NATASHA THOMSON/THE HOYA Georgetown’s Lombardi Cancer Center was renewed as the District’s only comprehensive cancer center, also winning a $11.25 million grant for clinical trials, equipment and personnel over five years.
NATASHA THOMSON/THE HOYA
Georgetown’s Lombardi Cancer Center was renewed as the District’s only comprehensive cancer center, also winning a $11.25 million grant for clinical trials, equipment and personnel over five years.

The National Cancer Institute renewed the Georgetown Lombardi Comprehensive Cancer Center’s status as Washington, D.C.’s only comprehensive cancer center — a title the center has held for 20 years — and awarded the center with a five-year $11.25 million Cancer Center Support Grant on Wednesday.

“This grant and prestigious designation validates what we’ve long known — that Georgetown Lombardi conducts excellent and high-impact work,” Executive Vice President for Health Sciences Howard Federoff said via a communications representative.

Georgetown is one of 41 NCI-designated comprehensive cancer centers in the United States.

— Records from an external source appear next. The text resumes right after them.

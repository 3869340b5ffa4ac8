#[path = "../common/mod.rs"]
mod common;

mod delete;
mod lookups;
mod maintenance;
mod unit_of_work;
//! Locks on the entities an event touches
//!
//! Evaluations that share an entity must be serialized, or two concurrent
//! increments can both read the pre-increment sum and an `equal` trigger
//! never fires. Which lock guards which entity belongs to the entity's
//! owner; the engine only asks a [`RelatedLocks`] implementation to take
//! them.

use velostore_concurrency::{LockKey, MessageRouting, UnitOfWork};
use velostore_core::{RequiredField, VeloResult};

use crate::event::EventKey;
use crate::event_type::EventType;

/// Acquires the locks an evaluation must hold
pub trait RelatedLocks: Send + Sync {
    /// Take the locks for `key` inside `uow`
    ///
    /// Implementations must acquire in one fixed, system-wide order.
    fn lock_related(&self, uow: &mut UnitOfWork, event_type: &EventType, key: &EventKey) -> VeloResult<()>;
}

/// Locks turn and queue resources of required entities
///
/// Acquisition order, fixed system-wide:
/// 1. secondary-context turn lock
/// 2. primary-context turn lock
/// 3. principal queue lock
///
/// Only entities the type requires are locked. The principal queue lock is
/// the same lock message delivery takes, so it defaults to the
/// [`MessageRouting`] lock class.
#[derive(Debug, Clone, PartialEq, Eq)]
pub struct StandardRelatedLocks {
    /// Lock class of secondary-context turns
    pub secondary_turn_class: &'static str,
    /// Lock class of primary-context turns
    pub primary_turn_class: &'static str,
    /// Lock class of principal queues
    pub principal_queue_class: &'static str,
    /// Partition holding the lock keys
    pub partition: usize,
}

impl Default for StandardRelatedLocks {
    fn default() -> Self {
        let routing = MessageRouting::default();
        Self {
            secondary_turn_class: "SecondaryContextTurn",
            primary_turn_class: "PrimaryContextTurn",
            principal_queue_class: routing.lock_class,
            partition: routing.partition,
        }
    }
}

impl StandardRelatedLocks {
    /// Locks `key` needs under `event_type`, in acquisition order
    pub fn keys_for(&self, event_type: &EventType, key: &EventKey) -> Vec<LockKey> {
        let plan = [
            (RequiredField::SecondaryContext, self.secondary_turn_class, key.secondary_context),
            (RequiredField::PrimaryContext, self.primary_turn_class, key.primary_context),
            (RequiredField::Principal, self.principal_queue_class, key.principal),
        ];
        plan.into_iter()
            .filter(|(field, _, _)| event_type.requires(*field))
            .filter_map(|(_, class, id)| id.map(|id| LockKey::new(class, id, self.partition)))
            .collect()
    }
}

impl RelatedLocks for StandardRelatedLocks {
    fn lock_related(&self, uow: &mut UnitOfWork, event_type: &EventType, key: &EventKey) -> VeloResult<()> {
        for lock in self.keys_for(event_type, key) {
            uow.lock(lock)?;
        }
        Ok(())
    }
}

/// Takes no locks
///
/// Evaluations are then unserialized; only for callers that already hold
/// whatever serializes them.
#[derive(Debug, Clone, Copy, Default, PartialEq, Eq)]
pub struct NoRelatedLocks;

impl RelatedLocks for NoRelatedLocks {
    fn lock_related(&self, _uow: &mut UnitOfWork, _event_type: &EventType, _key: &EventKey) -> VeloResult<()> {
        Ok(())
    }
}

In order to earn the designation of comprehensive cancer center, the hospital must both conduct research and treat patients. The center is also required to use a laboratory for basic science research, a clinic for clinical trials and a focus on the center’s surrounding population.

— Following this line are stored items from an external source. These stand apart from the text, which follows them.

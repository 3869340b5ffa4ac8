//! Field values and their canonical index form
//!
//! Index keys are built from record fields. A raw [`FieldValue`] pulled off a
//! record is normalized into an [`IndexValue`] before it becomes part of any
//! key, and the exact same normalization runs on lookup arguments. If the two
//! sides disagree (an `i32` vs an `i64`, a timestamp vs its score) lookups
//! silently miss, so this module is the only place where that conversion
//! happens.
//!
//! ## Normalization
//!
//! | raw                | canonical                         |
//! |--------------------|-----------------------------------|
//! | `Null`             | `Null` (rendered `None`)          |
//! | `Bool(b)`          | `Int(0 / 1)`                      |
//! | `Int(n)`           | `Int(n)`                          |
//! | `Text(s)`          | `Text(s)` then field transforms   |
//! | `Time(t)`          | `Int(t.index_score())`            |

use serde::{Deserialize, Serialize};
use smallvec::SmallVec;
use std::fmt;

use crate::id::RecordId;
use crate::schema::{FieldTransform, IndexField};
use crate::timestamp::Timestamp;

/// Raw value of a record field, as exposed for indexing
#[derive(Debug, Clone, PartialEq, Eq)]
pub enum FieldValue {
    /// Absent / null
    Null,
    /// Boolean
    Bool(bool),
    /// Integer
    Int(i64),
    /// Text
    Text(String),
    /// Point in time
    Time(Timestamp),
}

impl From<i64> for FieldValue {
    fn from(v: i64) -> Self {
        FieldValue::Int(v)
    }
}

impl From<bool> for FieldValue {
    fn from(v: bool) -> Self {
        FieldValue::Bool(v)
    }
}

impl From<&str> for FieldValue {
    fn from(v: &str) -> Self {
        FieldValue::Text(v.to_string())
    }
}

impl From<String> for FieldValue {
    fn from(v: String) -> Self {
        FieldValue::Text(v)
    }
}

impl From<Timestamp> for FieldValue {
    fn from(v: Timestamp) -> Self {
        FieldValue::Time(v)
    }
}

/// Out-of-range ids fall back to their decimal text instead of wrapping
impl From<RecordId> for FieldValue {
    fn from(v: RecordId) -> Self {
        match v.to_raw() {
            Ok(raw) => FieldValue::Int(raw),
            Err(_) => FieldValue::Text(v.to_string()),
        }
    }
}

impl<T: Into<FieldValue>> From<Option<T>> for FieldValue {
    fn from(v: Option<T>) -> Self {
        match v {
            Some(inner) => inner.into(),
            None => FieldValue::Null,
        }
    }
}

/// Canonical component of an index key
#[derive(Debug, Clone, PartialEq, Eq, Hash, PartialOrd, Ord, Serialize, Deserialize)]
pub enum IndexValue {
    /// Absent component; participates in keys as `None`
    Null,
    /// Integer component (also booleans and timestamps)
    Int(i64),
    /// Text component
    Text(String),
}

impl IndexValue {
    /// Normalize a raw value, without transforms
    pub fn normalize(value: FieldValue) -> Self {
        match value {
            FieldValue::Null => IndexValue::Null,
            FieldValue::Bool(b) => IndexValue::Int(i64::from(b)),
            FieldValue::Int(n) => IndexValue::Int(n),
            FieldValue::Text(s) => IndexValue::Text(s),
            FieldValue::Time(t) => IndexValue::Int(t.index_score()),
        }
    }

    /// Normalize and apply a field's transforms
    pub fn normalize_for(field: &IndexField, value: FieldValue) -> Self {
        let mut normalized = Self::normalize(value);
        for transform in field.transforms {
            normalized = normalized.apply(*transform);
        }
        normalized
    }

    fn apply(self, transform: FieldTransform) -> Self {
        match (transform, self) {
            (FieldTransform::Lower, IndexValue::Text(s)) => IndexValue::Text(s.to_lowercase()),
            (_, other) => other,
        }
    }

    /// Score form for range indexes
    ///
    /// Only integer components are orderable; anything else has no score.
    pub fn as_score(&self) -> Option<i64> {
        match self {
            IndexValue::Int(n) => Some(*n),
            _ => None,
        }
    }

    /// Key-component rendering
    ///
    /// `%` and `:` inside text are percent-escaped so a component can never
    /// masquerade as a separator. `Null` renders as `None`, so the text
    /// `"None"` gets its first letter escaped (`%4Eone`) to stay distinct.
    pub fn render(&self) -> String {
        match self {
            IndexValue::Null => NULL_COMPONENT.to_string(),
            IndexValue::Int(n) => n.to_string(),
            IndexValue::Text(s) => escape_component(s),
        }
    }
}

impl fmt::Display for IndexValue {
    fn fmt(&self, f: &mut fmt::Formatter<'_>) -> fmt::Result {
        f.write_str(&self.render())
    }
}

const NULL_COMPONENT: &str = "None";

fn escape_component(s: &str) -> String {
    if s == NULL_COMPONENT {
        return "%4Eone".to_string();
    }
    if !s.contains(['%', ':']) {
        return s.to_string();
    }
    let mut out = String::with_capacity(s.len() + 6);
    for c in s.chars() {
        match c {
            '%' => out.push_str("%25"),
            ':' => out.push_str("%3A"),
            other => out.push(other),
        }
    }
    out
}

/// Normalized composite key of one index entry
pub type IndexTuple = SmallVec<[IndexValue; 5]>;

/// Normalize a list of raw lookup values against an index definition
///
/// Extra values beyond the definition are normalized without transforms.
pub fn normalize_tuple(fields: &[IndexField], values: Vec<FieldValue>) -> IndexTuple {
    values
        .into_iter()
        .enumerate()
        .map(|(i, v)| match fields.get(i) {
            Some(field) => IndexValue::normalize_for(field, v),
            None => IndexValue::normalize(v),
        })
        .collect()
}

/// Render a tuple as `:a:b:c` suffix for set/range index keys
pub fn render_suffix(tuple: &[IndexValue]) -> String {
    let mut out = String::new();
    for v in tuple {
        out.push(':');
        out.push_str(&v.render());
    }
    out
}

/// Render a tuple as a hash-index field (canonical JSON array)
pub fn render_hash_field(tuple: &[IndexValue]) -> String {
    let parts: Vec<serde_json::Value> = tuple
        .iter()
        .map(|v| match v {
            IndexValue::Null => serde_json::Value::Null,
            IndexValue::Int(n) => serde_json::Value::from(*n),
            IndexValue::Text(s) => serde_json::Value::from(s.as_str()),
        })
        .collect();
    serde_json::Value::Array(parts).to_string()
}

Additionally, the center must provide patient treatment that offers a variety of clinical trials for unapproved and innovative medicines, as well as training programs for future health care providers and scientists interested in pursuing a specialization in cancer treatment. Finally, a comprehensive cancer center must engage in community outreach to promote education and spread awareness. Lombardi Center Director Louis Weiner said that community outreach is especially important to the Lombardi Center, in light of the District’s high cancer rates.

Between 2001 and 2005, D.C. ranked first in the nation for deaths caused by prostate, cervical and breast cancers, third-highest for deaths caused by colorectal cancer, and sixth-highest for deaths caused by cancer in general.

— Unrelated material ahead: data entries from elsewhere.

//! Shared test utilities for all integration test suites.
//!
//! Import via `#[path = "../common/mod.rs"] mod common;` from a suite's
//! main.rs.

#![allow(dead_code)]

use serde::{Deserialize, Serialize};
use std::sync::Once;
use std::time::Duration;
pub use velostore::*;

// ============================================================================
// Initialization
// ============================================================================

static INIT_TRACING: Once = Once::new();

/// Route `tracing` output through the test harness (shown with --nocapture)
pub fn init_tracing() {
    INIT_TRACING.call_once(|| {
        let _ = tracing_subscriber::fmt()
            .with_test_writer()
            .with_max_level(tracing::Level::DEBUG)
            .try_init();
    });
}

// ============================================================================
// Time
// ============================================================================

/// Fixed reference instant: 2023-11-14T22:13:20Z
pub const T0_SECS: i64 = 1_700_000_000;

/// `T0` shifted by whole seconds
pub fn at(offset_secs: i64) -> Timestamp {
    Timestamp::from_secs(T0_SECS + offset_secs)
}

/// `T0` shifted by microseconds
pub fn at_micros(offset_micros: i64) -> Timestamp {
    Timestamp::from_micros(T0_SECS * 1_000_000 + offset_micros)
}

// ============================================================================
// Engine
// ============================================================================

/// Default config with fast lock polling
pub fn fast_config() -> VelocityConfig {
    VelocityConfig {
        lock_wait_ms: 2000,
        lock_poll_min_ms: 1,
        lock_poll_max_ms: 3,
        cancel_secret: "test-secret".into(),
        ..VelocityConfig::default()
    }
}

/// In-memory engine with fast lock polling
pub fn engine() -> VelocityEngine {
    init_tracing();
    VelocityEngine::in_memory(fast_config()).unwrap()
}

/// Principal ids used across tests
pub const ALICE: RecordId = RecordId::Persisted(101);
pub const BOB: RecordId = RecordId::Persisted(102);

/// Lock timings that give up almost immediately
pub fn short_locks() -> LockConfig {
    LockConfig {
        wait: Duration::from_millis(20),
        lease: Duration::from_secs(30),
        poll_min: Duration::from_millis(1),
        poll_max: Duration::from_millis(3),
    }
}

/// Unit of work over the engine's pool whose locks give up almost immediately
pub fn impatient_uow(engine: &VelocityEngine) -> UnitOfWork {
    UnitOfWork::new(LockManager::new(engine.pool().clone(), short_locks()))
}

/// Evaluate `request` in its own unit of work and commit
pub fn evaluate(engine: &VelocityEngine, request: EventRequest) -> Evaluation {
    let mut uow = engine.begin();
    let evaluation = engine.create_event(&mut uow, request).unwrap();
    uow.commit().unwrap();
    evaluation
}

/// Store an event directly, bypassing evaluation and locks
pub fn store_event(
    engine: &VelocityEngine,
    event_type: &EventType,
    key: &EventKey,
    weight: i64,
    created_at: Timestamp,
) -> Event {
    let type_id = event_type.id.unwrap();
    let mut event = Event::new(type_id, key, weight, created_at);
    engine.event_store().put(&mut event).unwrap();
    event
}

// ============================================================================
// Shadow records
// ============================================================================

pub static PLAYER: RecordSchema = RecordSchema {
    class: "Player",
    partition: 0,
    fields: &["id", "email", "team", "level", "joined_at", "nickname"],
    hash_indexes: &[HashIndexDef {
        fields: &[IndexField::with_transforms("email", &[FieldTransform::Lower])],
    }],
    set_indexes: &[
        SetIndexDef {
            fields: &[IndexField::new("team")],
        },
        SetIndexDef {
            fields: &[IndexField::new("level")],
        },
    ],
    range_indexes: &[RangeIndexDef {
        score: "joined_at",
        fields: &[IndexField::new("team")],
    }],
};

pub const BY_EMAIL: usize = 0;
pub const BY_TEAM: usize = 0;
pub const BY_LEVEL: usize = 1;
pub const BY_JOINED: usize = 0;

/// Record exercising every index flavor
#[derive(Debug, Clone, Default, PartialEq, Serialize, Deserialize)]
#[serde(default)]
pub struct Player {
    pub id: Option<RecordId>,
    pub email: String,
    pub team: Option<String>,
    pub level: i64,
    pub joined_at: Option<Timestamp>,
    pub nickname: Option<String>,
}

impl Player {
    pub fn new(email: &str, team: &str, level: i64, joined_at: Timestamp) -> Self {
        Self {
            id: None,
            email: email.into(),
            team: Some(team.into()),
            level,
            joined_at: Some(joined_at),
            nickname: None,
        }
    }
}

impl ShadowRecord for Player {
    fn schema() -> &'static RecordSchema {
        &PLAYER
    }

    fn id(&self) -> Option<RecordId> {
        self.id
    }

    fn set_id(&mut self, id: RecordId) {
        self.id = Some(id);
    }

    fn field_value(&self, field: &str) -> VeloResult<FieldValue> {
        match field {
            "email" => Ok(self.email.as_str().into()),
            "team" => Ok(self.team.clone().into()),
            "level" => Ok(self.level.into()),
            "joined_at" => Ok(self.joined_at.into()),
            other => Err(VeloError::UnknownField {
                class: "Player".into(),
                field: other.into(),
            }),
        }
    }
}

/// Store of players over a fresh single-partition pool
pub fn players() -> ShadowStore<Player> {
    init_tracing();
    ShadowStore::for_pool(&StorePool::in_memory(1)).unwrap()
}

“This is a tremendous focus for centers like Georgetown Lombardi because the city we call home is disproportionately impacted by cancer,” Weiner wrote in an email.

Weiner said that the grant is meant to fund clinical management and data collection for clinical trials, the early stages during which the treatment is first tested on humans, expensive equipment and personnel expertise that can become necessary during research and infrastructure maintenance.

“While this grant is awarded after demonstrating strength and breadth of research capacity, patient treatment, training and community outreach, the grant is intended to support the behind-the-scenes activities that make these programs successful,” he wrote. “This is one of the only grants available to support these critical needs.”

According to Weiner, although Lombardi has received larger grants, this grant is unique because it is not directly intended for research alone.

“This grant funds what other grants don’t,” Weiner wrote.

The NCI also acknowledged the collaborative effort between Lombardi and MedStar Health in the creation of the MedStar Georgetown Cancer Network, a network of four Washington-region hospitals.

“We’re pleased the grant reviewers recognized our work with MedStar Health and its hospitals throughout the region to export our treatment expertise so that we can reduce the burden of cancer,” Federoff said.

Sarah Waye (COL ’15), who won the Goldwater Scholarship last summer for her research at Lombardi on medulloblastoma and for her proposed future research on stem cell treatments for spinal injuries, lauded Lombardi as a high-quality cancer research institution.

“I think that being called a comprehensive cancer center is actually entirely deserved by Lombardi because the amount of research and the quality of research that’s coming out of there is astounding,” Waye said.